Chi ha la fortuna (o la sfortuna) di fare un lavoro come il mio, che mi occupo di consulenza patrimoniale, ricorderà la settimana trascorsa come un incubo.
Userò una metafora: siamo in un parco con la famiglia, è una bellissima giornata di sole, l’aria è piacevolmente frizzante, abbiamo un delizioso pranzo al sacco, consultato le previsioni meteo, che danno solo un po’ di brezza e i fiori attorno a voi stanno per esplodere di colori e profumi.
Azzardiamo vestiario leggero e in effetti la mattinata trascorre godendo il tepore del sole sul viso. Poi nel giro di pochi minuti il cielo da azzurro comincia a farsi fosco, impercettibili e soffici nuvole si addensano in cirri minacciosi e grigi. Non si ha nemmeno il tempo di raccogliere le proprie cose che un tornado si abbatte all’improvviso. Vola di tutto in aria, nella furia del tifone, il fatto di essere più o meno fradici assume importanza secondaria.
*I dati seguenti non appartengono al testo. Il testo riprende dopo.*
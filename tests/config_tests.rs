//! Configuration loading, validation and environment override tests

use std::fs;
use std::path::PathBuf;

use baseline_realtime::config::{MonitorConfig, ReconnectStrategy, DEFAULT_ENDPOINT_URL};
use baseline_realtime::error::{Error, ErrorCode};
use tempfile::TempDir;

/// Temporary directory holding one config file
struct ConfigFixture {
    _temp_dir: TempDir,
    config_path: PathBuf,
}

impl ConfigFixture {
    fn new() -> Self {
        let temp_dir = TempDir::new().unwrap();
        let config_path = temp_dir.path().join("realtime.toml");
        Self {
            _temp_dir: temp_dir,
            config_path,
        }
    }

    fn write_config(&self, content: &str) {
        fs::write(&self.config_path, content).unwrap();
    }

    fn path(&self) -> &str {
        self.config_path.to_str().unwrap()
    }
}

fn cli() -> assert_cmd::Command {
    let mut cmd = assert_cmd::Command::cargo_bin("baseline-realtime").unwrap();
    cmd.env_remove("BASELINE_WS_URL");
    cmd
}

// ─────────────────────────────────────────────────────────────────
// Valid Configuration
// ─────────────────────────────────────────────────────────────────

#[test]
fn test_minimal_config_uses_defaults() {
    let fixture = ConfigFixture::new();
    fixture.write_config("[realtime]\n");

    let config = MonitorConfig::load(Some(fixture.path())).unwrap();
    assert_eq!(config.realtime.endpoint_url, DEFAULT_ENDPOINT_URL);
    assert_eq!(config.realtime.heartbeat_interval_ms, 30_000);
    assert_eq!(config.realtime.reconnect_delay_ms, 3_000);
    assert_eq!(config.realtime.reconnect_strategy, ReconnectStrategy::Fixed);
    assert!(config.realtime.auto_start);
}

#[test]
fn test_full_config() {
    let fixture = ConfigFixture::new();
    fixture.write_config(
        r#"
[realtime]
endpoint_url = "wss://monitor.example.com/api/v1/ws"
heartbeat_interval_ms = 10000
reconnect_delay_ms = 500
reconnect_strategy = "exponential"
max_reconnect_delay_ms = 8000
connect_timeout_ms = 2000
auto_start = false

[logging]
level = "warn"
json_format = true
"#,
    );

    let config = MonitorConfig::load(Some(fixture.path())).unwrap();
    assert_eq!(config.realtime.endpoint_url, "wss://monitor.example.com/api/v1/ws");
    assert_eq!(config.realtime.heartbeat_interval_ms, 10_000);
    assert_eq!(config.realtime.reconnect_delay_ms, 500);
    assert_eq!(config.realtime.reconnect_strategy, ReconnectStrategy::Exponential);
    assert_eq!(config.realtime.max_reconnect_delay_ms, 8_000);
    assert!(!config.realtime.auto_start);
    assert_eq!(config.logging.level, "warn");
    assert!(config.logging.json_format);
}

// ─────────────────────────────────────────────────────────────────
// Invalid Configuration
// ─────────────────────────────────────────────────────────────────

#[test]
fn test_rejects_non_websocket_url() {
    let fixture = ConfigFixture::new();
    fixture.write_config(
        r#"
[realtime]
endpoint_url = "https://monitor.example.com/api/v1/ws"
"#,
    );

    let err = MonitorConfig::load(Some(fixture.path())).unwrap_err();
    assert_eq!(err.code(), ErrorCode::ConfigValidation);
}

#[test]
fn test_rejects_zero_heartbeat() {
    let fixture = ConfigFixture::new();
    fixture.write_config(
        r#"
[realtime]
heartbeat_interval_ms = 0
"#,
    );

    match MonitorConfig::load(Some(fixture.path())).unwrap_err() {
        Error::ConfigValidation { field, .. } => {
            assert_eq!(field.as_deref(), Some("realtime.heartbeat_interval_ms"));
        }
        other => panic!("unexpected error: {:?}", other),
    }
}

#[test]
fn test_rejects_cap_below_delay() {
    let fixture = ConfigFixture::new();
    fixture.write_config(
        r#"
[realtime]
reconnect_delay_ms = 5000
max_reconnect_delay_ms = 1000
"#,
    );

    assert!(MonitorConfig::load(Some(fixture.path())).is_err());
}

#[test]
fn test_rejects_unknown_strategy() {
    let fixture = ConfigFixture::new();
    fixture.write_config(
        r#"
[realtime]
reconnect_strategy = "linear"
"#,
    );

    let err = MonitorConfig::load(Some(fixture.path())).unwrap_err();
    assert_eq!(err.code(), ErrorCode::ConfigParseError);
}

#[test]
fn test_malformed_toml() {
    let fixture = ConfigFixture::new();
    fixture.write_config("[realtime\nendpoint_url = ");

    cli()
        .args(["config", "validate", "--config", fixture.path()])
        .assert()
        .failure()
        .stderr(predicates::str::contains("E101"));
}

// ─────────────────────────────────────────────────────────────────
// Environment Overrides
// ─────────────────────────────────────────────────────────────────

#[test]
fn test_env_overrides_file() {
    let fixture = ConfigFixture::new();
    fixture.write_config(
        r#"
[realtime]
endpoint_url = "ws://file.example.com/api/v1/ws"
reconnect_delay_ms = 3000
"#,
    );

    cli()
        .args(["config", "show", "--config", fixture.path()])
        .env("BASELINE_WS_URL", "wss://env.example.com/api/v1/ws")
        .env("BASELINE_RECONNECT_DELAY_MS", "750")
        .env("BASELINE_RECONNECT_STRATEGY", "exponential")
        .assert()
        .success()
        .stdout(predicates::str::contains("wss://env.example.com/api/v1/ws"))
        .stdout(predicates::str::contains("reconnect_delay_ms = 750"))
        .stdout(predicates::str::contains("exponential"));
}

#[test]
fn test_invalid_env_strategy_fails() {
    cli()
        .args(["config", "validate"])
        .env("BASELINE_RECONNECT_STRATEGY", "sometimes")
        .assert()
        .failure()
        .stderr(predicates::str::contains("reconnect strategy"));
}

#[test]
fn test_tilde_expansion_in_log_file() {
    let fixture = ConfigFixture::new();
    fixture.write_config(
        r#"
[logging]
file = "~/.baseline/logs/realtime.log"
"#,
    );

    let config = MonitorConfig::load(Some(fixture.path())).unwrap();
    let file = config.logging.file.unwrap();
    assert!(!file.starts_with('~'));
    assert!(file.ends_with(".baseline/logs/realtime.log"));
}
I fiori dai colori vivaci sono volati chissà dove, il prato è bruciato dalla violenza della natura.
Penso di aver reso l’immagine.
I mercati finanziari della scorsa settimana hanno numerose analogie con questa situazione.
Un tifone volgarmente detto coronavirus, ma scientificamente chiamato “panico da vendite”, si è abbattuto su tutti i parchi mondiali (mercati finanziari). Non si vedeva così violento dal 2008. E ha fatto grossi danni. Persino il parco più “visitato” al mondo, (mercato azionario USA), ne è uscito massacrato: in una settimana ha perso il -13,2%. Ma piange anche quello di Francoforte (-12,8%), di Parigi (-12,1%) e di Milano(-11,2%), come molti altri ancora. Persino i parchi più riparati detti comunemente “dei beni rifugio” e delle “materie prime” non sono stati risparmiati.
Ma se in natura i colpevoli dei tifoni sembrerebbero i mutati fattori climatici, in finanza invece, sono i mutati meccanismi di vendita dei fondi, che negli ultimi anni sono sempre più condizionati dai robo-advisor che scattano sulla velocità di discesa di un indice. Per essere più chiaro: più velocemente scende un indice e più chi detiene masse amministrate (i grossi fondi, appunto) se ne libera alla svelta. Ma un conto se lo fa uno solo, se lo fanno tutti, contemporaneamente, si ha un effetto valanga.
Situazioni analoghe erano già successe negli anni scorsi, poi il mercato ha sempre trovato la forza di ritornare e superare i livelli da cui era “collassato”.
Ma ci vuole tempo. Nella precedente epidemia di Sars ad esempio, ci vollero sette mesi. A mio avviso, però, ci vuole soprattutto fiducia, che non è un mero atto di fede, ma la convinzione che in natura una grandinata, per quanto violenta, può distruggere un raccolto, ma mai la capacità della terra di dare ancora frutti.